§ **Data records**:
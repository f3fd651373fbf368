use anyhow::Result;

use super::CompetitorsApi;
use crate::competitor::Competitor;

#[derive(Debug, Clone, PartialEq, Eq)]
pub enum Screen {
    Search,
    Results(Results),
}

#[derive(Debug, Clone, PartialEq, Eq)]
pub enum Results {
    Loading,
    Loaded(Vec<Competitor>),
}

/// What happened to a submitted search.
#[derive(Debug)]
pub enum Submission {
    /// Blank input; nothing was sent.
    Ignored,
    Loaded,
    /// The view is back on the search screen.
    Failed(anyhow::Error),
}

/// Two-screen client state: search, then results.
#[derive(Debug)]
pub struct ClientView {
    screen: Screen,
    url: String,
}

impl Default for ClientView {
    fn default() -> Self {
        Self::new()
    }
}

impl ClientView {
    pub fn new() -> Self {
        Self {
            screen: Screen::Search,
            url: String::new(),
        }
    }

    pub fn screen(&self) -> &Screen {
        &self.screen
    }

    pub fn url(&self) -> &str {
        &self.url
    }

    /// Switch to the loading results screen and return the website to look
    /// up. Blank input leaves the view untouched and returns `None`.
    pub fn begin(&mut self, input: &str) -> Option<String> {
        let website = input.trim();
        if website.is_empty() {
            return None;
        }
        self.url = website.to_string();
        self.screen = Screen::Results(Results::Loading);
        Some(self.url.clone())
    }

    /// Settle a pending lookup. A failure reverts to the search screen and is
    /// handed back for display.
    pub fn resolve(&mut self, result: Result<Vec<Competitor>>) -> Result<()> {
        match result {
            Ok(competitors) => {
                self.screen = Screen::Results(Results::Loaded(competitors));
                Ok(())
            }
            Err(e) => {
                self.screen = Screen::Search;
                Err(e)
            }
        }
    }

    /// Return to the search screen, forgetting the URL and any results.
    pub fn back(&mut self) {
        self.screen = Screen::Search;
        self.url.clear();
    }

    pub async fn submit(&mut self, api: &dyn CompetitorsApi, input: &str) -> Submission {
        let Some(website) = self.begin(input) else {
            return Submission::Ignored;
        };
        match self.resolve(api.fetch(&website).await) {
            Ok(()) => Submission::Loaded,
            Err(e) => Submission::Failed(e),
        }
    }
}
---
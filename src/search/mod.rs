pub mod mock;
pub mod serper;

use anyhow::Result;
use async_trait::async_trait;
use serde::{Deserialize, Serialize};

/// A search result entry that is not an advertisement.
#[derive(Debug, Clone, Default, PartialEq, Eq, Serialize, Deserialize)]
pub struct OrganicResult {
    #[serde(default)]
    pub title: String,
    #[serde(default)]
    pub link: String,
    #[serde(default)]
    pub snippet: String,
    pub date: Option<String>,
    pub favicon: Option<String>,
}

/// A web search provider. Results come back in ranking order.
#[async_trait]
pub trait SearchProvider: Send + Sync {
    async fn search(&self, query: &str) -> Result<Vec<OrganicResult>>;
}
* * *
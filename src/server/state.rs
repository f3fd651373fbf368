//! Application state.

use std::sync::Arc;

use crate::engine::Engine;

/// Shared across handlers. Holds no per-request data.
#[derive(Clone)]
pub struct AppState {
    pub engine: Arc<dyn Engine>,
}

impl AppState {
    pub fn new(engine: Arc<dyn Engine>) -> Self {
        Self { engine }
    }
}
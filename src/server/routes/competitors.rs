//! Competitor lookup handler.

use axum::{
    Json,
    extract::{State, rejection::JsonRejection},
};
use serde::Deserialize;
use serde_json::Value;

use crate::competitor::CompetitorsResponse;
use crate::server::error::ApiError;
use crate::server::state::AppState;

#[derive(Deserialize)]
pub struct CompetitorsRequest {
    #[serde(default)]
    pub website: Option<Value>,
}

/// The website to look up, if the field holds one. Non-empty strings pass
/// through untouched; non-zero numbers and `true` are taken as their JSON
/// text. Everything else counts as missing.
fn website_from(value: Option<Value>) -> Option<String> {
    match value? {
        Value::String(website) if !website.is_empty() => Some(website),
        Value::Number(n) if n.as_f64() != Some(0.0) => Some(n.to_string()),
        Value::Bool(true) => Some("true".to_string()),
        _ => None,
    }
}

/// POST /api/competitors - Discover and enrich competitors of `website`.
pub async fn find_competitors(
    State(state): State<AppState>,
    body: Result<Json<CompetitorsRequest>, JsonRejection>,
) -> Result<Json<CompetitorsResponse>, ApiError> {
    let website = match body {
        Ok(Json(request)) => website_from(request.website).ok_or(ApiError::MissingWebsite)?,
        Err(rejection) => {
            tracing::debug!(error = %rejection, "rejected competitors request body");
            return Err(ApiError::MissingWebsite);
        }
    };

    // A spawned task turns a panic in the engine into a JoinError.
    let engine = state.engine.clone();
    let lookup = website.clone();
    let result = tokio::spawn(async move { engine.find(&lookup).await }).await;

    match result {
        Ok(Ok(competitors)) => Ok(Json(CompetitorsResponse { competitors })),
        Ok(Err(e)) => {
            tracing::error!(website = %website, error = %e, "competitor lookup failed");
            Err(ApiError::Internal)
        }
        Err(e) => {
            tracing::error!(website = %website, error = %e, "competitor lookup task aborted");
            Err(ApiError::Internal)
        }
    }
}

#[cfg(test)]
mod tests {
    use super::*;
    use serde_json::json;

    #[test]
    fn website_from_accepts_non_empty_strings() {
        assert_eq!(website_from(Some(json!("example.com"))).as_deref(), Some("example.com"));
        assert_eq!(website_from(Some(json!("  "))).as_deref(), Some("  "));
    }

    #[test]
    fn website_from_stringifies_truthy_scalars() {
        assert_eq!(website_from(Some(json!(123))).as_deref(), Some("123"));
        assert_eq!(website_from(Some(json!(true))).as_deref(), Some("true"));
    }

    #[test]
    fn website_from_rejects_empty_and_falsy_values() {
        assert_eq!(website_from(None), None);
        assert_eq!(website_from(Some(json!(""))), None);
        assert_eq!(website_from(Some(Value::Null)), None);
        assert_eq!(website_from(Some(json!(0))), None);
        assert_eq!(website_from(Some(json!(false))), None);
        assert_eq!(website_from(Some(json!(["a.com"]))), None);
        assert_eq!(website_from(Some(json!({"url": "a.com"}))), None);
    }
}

§ **What to produce**: Your answer should be one number: the count of lines in the records above that contain "begin".

§ **Task result**: 2